The University of Kent is a public research university in the UK county of Kent, a region often described as ‘the Garden of England’.
Founded in 1965, its first student intake totalled just 500. Now, the university serves more than 20,000 students from 150 countries, and has a faculty of 1,800.
Many of the university’s programmes provide a dual UK and European qualification at bachelor, master’s and doctoral level. It is also the only university to be involved in the Erasmus Mundus Lotus Project, which links nine universities from the EU with 11 from South East Asia.
Kent has two campuses: one in the historic city of Canterbury and the other in the more rural Medway.
Its Canterbury campus covers 300 acres of parkland and is surrounded by fields and woods. A 30-minute walk from the centre of town, the campus comprises many of the university’s main buildings as well as sports facilities and a theatre, cinema and nightclub.

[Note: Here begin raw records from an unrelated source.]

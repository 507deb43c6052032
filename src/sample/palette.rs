//! The eight pure colors MBVQ halftoning is allowed to emit

use crate::sample::Rgb;

/// A corner of the RGB cube
#[derive(Debug, Clone, Copy, PartialEq, Eq, Hash)]
pub enum Vertex {
    /// (255, 255, 255)
    White,
    /// (0, 0, 0)
    Black,
    /// (0, 255, 255)
    Cyan,
    /// (255, 0, 255)
    Magenta,
    /// (255, 255, 0)
    Yellow,
    /// (255, 0, 0)
    Red,
    /// (0, 255, 0)
    Green,
    /// (0, 0, 255)
    Blue,
}

impl Vertex {
    /// Every palette entry
    pub const ALL: [Self; 8] = [
        Self::White,
        Self::Black,
        Self::Cyan,
        Self::Magenta,
        Self::Yellow,
        Self::Red,
        Self::Green,
        Self::Blue,
    ];

    /// The vertex as 8-bit channels
    pub const fn bytes(self) -> [u8; 3] {
        match self {
            Self::White => [255, 255, 255],
            Self::Black => [0, 0, 0],
            Self::Cyan => [0, 255, 255],
            Self::Magenta => [255, 0, 255],
            Self::Yellow => [255, 255, 0],
            Self::Red => [255, 0, 0],
            Self::Green => [0, 255, 0],
            Self::Blue => [0, 0, 255],
        }
    }

    /// The vertex as a floating-point sample
    pub fn rgb(self) -> Rgb {
        Rgb::from_bytes(self.bytes())
    }

    /// Look up the palette entry whose channels equal `sample` exactly
    pub fn from_rgb(sample: Rgb) -> Option<Self> {
        Self::ALL.into_iter().find(|vertex| vertex.rgb() == sample)
    }
}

The Medway campus is located 30 miles from London. It’s a multi-million pound site with modern facilities and student accommodation located on the banks of the River Medway.
The University of Kent is sometimes referred to as the ‘European University’, symbolic of its proximity to the continental mainland.
The university also has a presence in several locations around Europe, including a specialist graduate school in Brussels, a humanities cross-disciplinary study centre in Paris, a centre in Athens for archaeology and business, and a centre of classical antiquity based in Rome.
Kent has an annual income of around £234 million, with nearly £14 million in research funding and over £1 million from donations. The university gives around £7.5 million to undergraduates and around £11 million to postgraduates in bursaries, scholarships, grants and awards.
Alumni of the university include the writer Kazuo Ishiguro, and journalists Gavin Esler and Rosie Boycott.